7. The driving chip as recited in claim 1, wherein the at least one idle pin is a backlight control signal pin or a tearing effect signal pin.

8. The driving chip as recited in claim 1, further comprising:

a display controller coupled to the display data receiving interface, the data controller receiving the display data stream and according to the display data stream generating a plurality of driving signals to drive the display panel.

9. The driving chip as recited in claim 8, further comprising:

a memory coupled to the display controller, the memory acting as a data buffer.

10. A display apparatus comprising:

a system end;

a display panel; and

a driving chip coupled to the system end and the display panel, the driving chip comprising: a display data receiving interface receiving a display data stream from the system end; and an error detector coupled to the display data receiving interface, the error detector detecting at least one error message generated when the display data receiving interface receives the display data stream,

wherein the driving chip has a plurality of output pins, and the error detector transmits the at least one error message to the system end through at least one idle pin among the output pins.

11. The display apparatus as recited in claim 10, wherein the error detector generates an error data stream according to the at least one error message, the error data stream sequentially comprises an error start signal, N error data signals, and an error end signal, and N is a positive integer.

12. The display apparatus as recited in claim 11, wherein the error data stream further comprises:

an error start protection signal generated after the error start signal and before the error data signals.

13. The display apparatus as recited in claim 11, wherein the error data stream further comprises:

(N−1) bit boundary signals generated among the error data signals.

14. The display apparatus as recited in claim 10, wherein the error data stream is in a digital format or in an analog format.

15. The display apparatus as recited in claim 10, wherein the error detector divides each of the error data signals into a plurality of consecutive time periods, and the error detector equalizes a voltage in at least one of the time periods of each of the error data signals with a specific voltage according to the at least one error message.

16. The display apparatus as recited in claim 9, wherein the at least one idle pin is a backlight control signal pin or a tearing effect signal pin.

17. An error message transmission method of a driving chip of a display apparatus, comprising:

receiving a display data stream from a system end;

detecting at least one error message generated when the display data stream is received; and

transmitting the at least one error message to the system end through at least one idle pin among a plurality of output pins of the driving chip.

18. The error message transmission method as recited in claim 17, further comprising:

simultaneously transmitting the at least one error message and receiving the display data stream.

19. The error message transmission method as recited in claim 17, further comprising:

generating an error data stream according to the at least one error message, wherein the error data stream sequentially comprises an error start signal, N error data signals, and an error end signal, and N is a positive integer.

20. The error message transmission method as recited in claim 19, wherein the step of generating the error data stream according to the at least one error message further comprises:

generating an error start protection signal after the error start signal and before the error data signals.
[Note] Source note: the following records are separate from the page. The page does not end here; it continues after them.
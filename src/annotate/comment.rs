//! Comment bodies: rich-text paragraphs and tables.

use crate::error::{Error, Result};
use crate::package::xml::Element;
use serde::{Deserialize, Serialize};

/// A run of comment text with its own emphasis.
#[derive(Debug, Clone, PartialEq, Eq, Default, Serialize, Deserialize)]
pub struct CommentRun {
    /// Run text
    pub text: String,
    /// Bold
    pub bold: bool,
    /// Italic
    pub italic: bool,
}

impl CommentRun {
    /// A plain run.
    pub fn plain(text: impl Into<String>) -> Self {
        Self {
            text: text.into(),
            ..Default::default()
        }
    }

    /// Make the run bold.
    pub fn bold(mut self) -> Self {
        self.bold = true;
        self
    }

    /// Make the run italic.
    pub fn italic(mut self) -> Self {
        self.italic = true;
        self
    }

    fn to_element(&self) -> Element {
        let mut run = Element::new("w:r");
        if self.bold || self.italic {
            let mut rpr = Element::new("w:rPr");
            if self.bold {
                rpr = rpr.with_child(Element::new("w:b"));
            }
            if self.italic {
                rpr = rpr.with_child(Element::new("w:i"));
            }
            run = run.with_child(rpr);
        }
        let mut t = Element::new("w:t");
        if self.text.starts_with(' ') || self.text.ends_with(' ') {
            t.set_attr("xml:space", "preserve");
        }
        run.with_child(t.with_text(self.text.as_str()))
    }
}

/// A rectangular table in a comment body.
///
/// Always has at least one row and one column.
#[derive(Debug, Clone, PartialEq, Eq, Serialize, Deserialize)]
#[serde(try_from = "RawTable")]
pub struct CommentTable {
    rows: usize,
    cols: usize,
    cells: Vec<String>,
}

#[derive(Deserialize)]
struct RawTable {
    rows: usize,
    cols: usize,
    cells: Vec<String>,
}

impl TryFrom<RawTable> for CommentTable {
    type Error = Error;

    fn try_from(raw: RawTable) -> Result<Self> {
        if raw.rows == 0 || raw.cols == 0 {
            return Self::new(raw.rows, raw.cols);
        }
        if raw.rows.checked_mul(raw.cols) != Some(raw.cells.len()) {
            return Err(Error::InvalidTable(format!(
                "{} cells given for a {}x{} table",
                raw.cells.len(),
                raw.rows,
                raw.cols
            )));
        }
        Ok(Self {
            rows: raw.rows,
            cols: raw.cols,
            cells: raw.cells,
        })
    }
}

impl CommentTable {
    /// Create an empty table with fixed dimensions.
    pub fn new(rows: usize, cols: usize) -> Result<Self> {
        if rows == 0 || cols == 0 {
            return Err(Error::InvalidTable(format!(
                "a {rows}x{cols} table has no cells"
            )));
        }
        Ok(Self {
            rows,
            cols,
            cells: vec![String::new(); rows * cols],
        })
    }

    /// Build a table from rows of cell text; short rows are padded.
    pub fn from_rows<S: AsRef<str>>(rows: &[Vec<S>]) -> Result<Self> {
        let cols = rows.iter().map(Vec::len).max().unwrap_or(0);
        let mut table = Self::new(rows.len(), cols)?;
        for (r, row) in rows.iter().enumerate() {
            for (c, cell) in row.iter().enumerate() {
                table.cells[r * cols + c] = cell.as_ref().to_string();
            }
        }
        Ok(table)
    }

    /// Row count.
    pub fn rows(&self) -> usize {
        self.rows
    }

    /// Column count.
    pub fn cols(&self) -> usize {
        self.cols
    }

    /// Set one cell's text.
    pub fn set(&mut self, row: usize, col: usize, text: impl Into<String>) -> Result<()> {
        if row >= self.rows || col >= self.cols {
            return Err(Error::InvalidTable(format!(
                "cell ({row}, {col}) is outside a {}x{} table",
                self.rows, self.cols
            )));
        }
        self.cells[row * self.cols + col] = text.into();
        Ok(())
    }

    /// Get one cell's text.
    pub fn get(&self, row: usize, col: usize) -> Option<&str> {
        if row >= self.rows || col >= self.cols {
            return None;
        }
        Some(self.cells[row * self.cols + col].as_str())
    }

    fn plain_text(&self) -> String {
        (0..self.rows)
            .map(|r| self.cells[r * self.cols..(r + 1) * self.cols].join("\t"))
            .collect::<Vec<_>>()
            .join("\n")
    }

    fn to_element(&self) -> Element {
        // Comment panes are narrow; split roughly 8cm between the columns.
        let col_width = 4500 / self.cols;

        let border = |name: &str| {
            Element::new(name)
                .with_attr("w:val", "single")
                .with_attr("w:sz", "4")
                .with_attr("w:space", "0")
                .with_attr("w:color", "auto")
        };
        let borders = ["w:top", "w:left", "w:bottom", "w:right", "w:insideH", "w:insideV"]
            .iter()
            .fold(Element::new("w:tblBorders"), |acc, name| acc.with_child(border(name)));

        let mut grid = Element::new("w:tblGrid");
        for _ in 0..self.cols {
            grid = grid.with_child(Element::new("w:gridCol").with_attr("w:w", col_width.to_string()));
        }

        let mut table = Element::new("w:tbl")
            .with_child(
                Element::new("w:tblPr")
                    .with_child(
                        Element::new("w:tblW")
                            .with_attr("w:w", "0")
                            .with_attr("w:type", "auto"),
                    )
                    .with_child(borders),
            )
            .with_child(grid);

        for r in 0..self.rows {
            let mut tr = Element::new("w:tr");
            for c in 0..self.cols {
                let text = &self.cells[r * self.cols + c];
                let mut p = Element::new("w:p");
                if !text.is_empty() {
                    p = p.with_child(CommentRun::plain(text.as_str()).to_element());
                }
                tr = tr.with_child(
                    Element::new("w:tc")
                        .with_child(
                            Element::new("w:tcPr").with_child(
                                Element::new("w:tcW")
                                    .with_attr("w:w", col_width.to_string())
                                    .with_attr("w:type", "dxa"),
                            ),
                        )
                        .with_child(p),
                );
            }
            table = table.with_child(tr);
        }
        table
    }
}

/// One block of a comment body.
#[derive(Debug, Clone, PartialEq, Eq, Serialize, Deserialize)]
#[serde(tag = "type", rename_all = "snake_case")]
pub enum CommentBlock {
    /// A paragraph of runs
    Paragraph {
        /// Runs in order
        runs: Vec<CommentRun>,
    },
    /// A table
    Table(CommentTable),
}

/// Ordered blocks forming a comment body.
#[derive(Debug, Clone, PartialEq, Eq, Default, Serialize, Deserialize)]
pub struct CommentBody {
    /// Blocks in order
    pub blocks: Vec<CommentBlock>,
}

impl CommentBody {
    /// Create an empty body.
    pub fn new() -> Self {
        Self::default()
    }

    /// A body of plain text; each line becomes a paragraph.
    pub fn plain(text: &str) -> Self {
        let mut body = Self::new();
        for line in text.split('\n') {
            body = body.paragraph(vec![CommentRun::plain(line)]);
        }
        body
    }

    /// Append a paragraph of runs.
    pub fn paragraph(mut self, runs: Vec<CommentRun>) -> Self {
        self.blocks.push(CommentBlock::Paragraph { runs });
        self
    }

    /// Append a table.
    pub fn table(mut self, table: CommentTable) -> Self {
        self.blocks.push(CommentBlock::Table(table));
        self
    }

    /// Whether the body has no blocks.
    pub fn is_empty(&self) -> bool {
        self.blocks.is_empty()
    }

    /// Plain text: blocks separated by newlines, table cells by tabs.
    pub fn plain_text(&self) -> String {
        self.blocks
            .iter()
            .map(|block| match block {
                CommentBlock::Paragraph { runs } => runs.iter().map(|r| r.text.as_str()).collect(),
                CommentBlock::Table(table) => table.plain_text(),
            })
            .collect::<Vec<String>>()
            .join("\n")
    }

    /// Block-level elements (`w:p`, `w:tbl`) for the body.
    pub(crate) fn to_elements(&self) -> Vec<Element> {
        self.blocks
            .iter()
            .map(|block| match block {
                CommentBlock::Paragraph { runs } => runs
                    .iter()
                    .fold(Element::new("w:p"), |p, run| p.with_child(run.to_element())),
                CommentBlock::Table(table) => table.to_element(),
            })
            .collect()
    }
}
21. The error message transmission method as recited in claim 20, wherein the step of generating the error data stream according to the at least one error message further comprises:

generating (N−1) bit boundary signals among the error data signals.

22. The error message transmission method as recited in claim 19, wherein the step of generating the error data stream according to the at least one error message further comprises:

dividing each of the error data signals into a plurality of consecutive time periods; and

equalizing a voltage in at least one of the time periods of each of the error data signals with a specific voltage according to the at least one error message.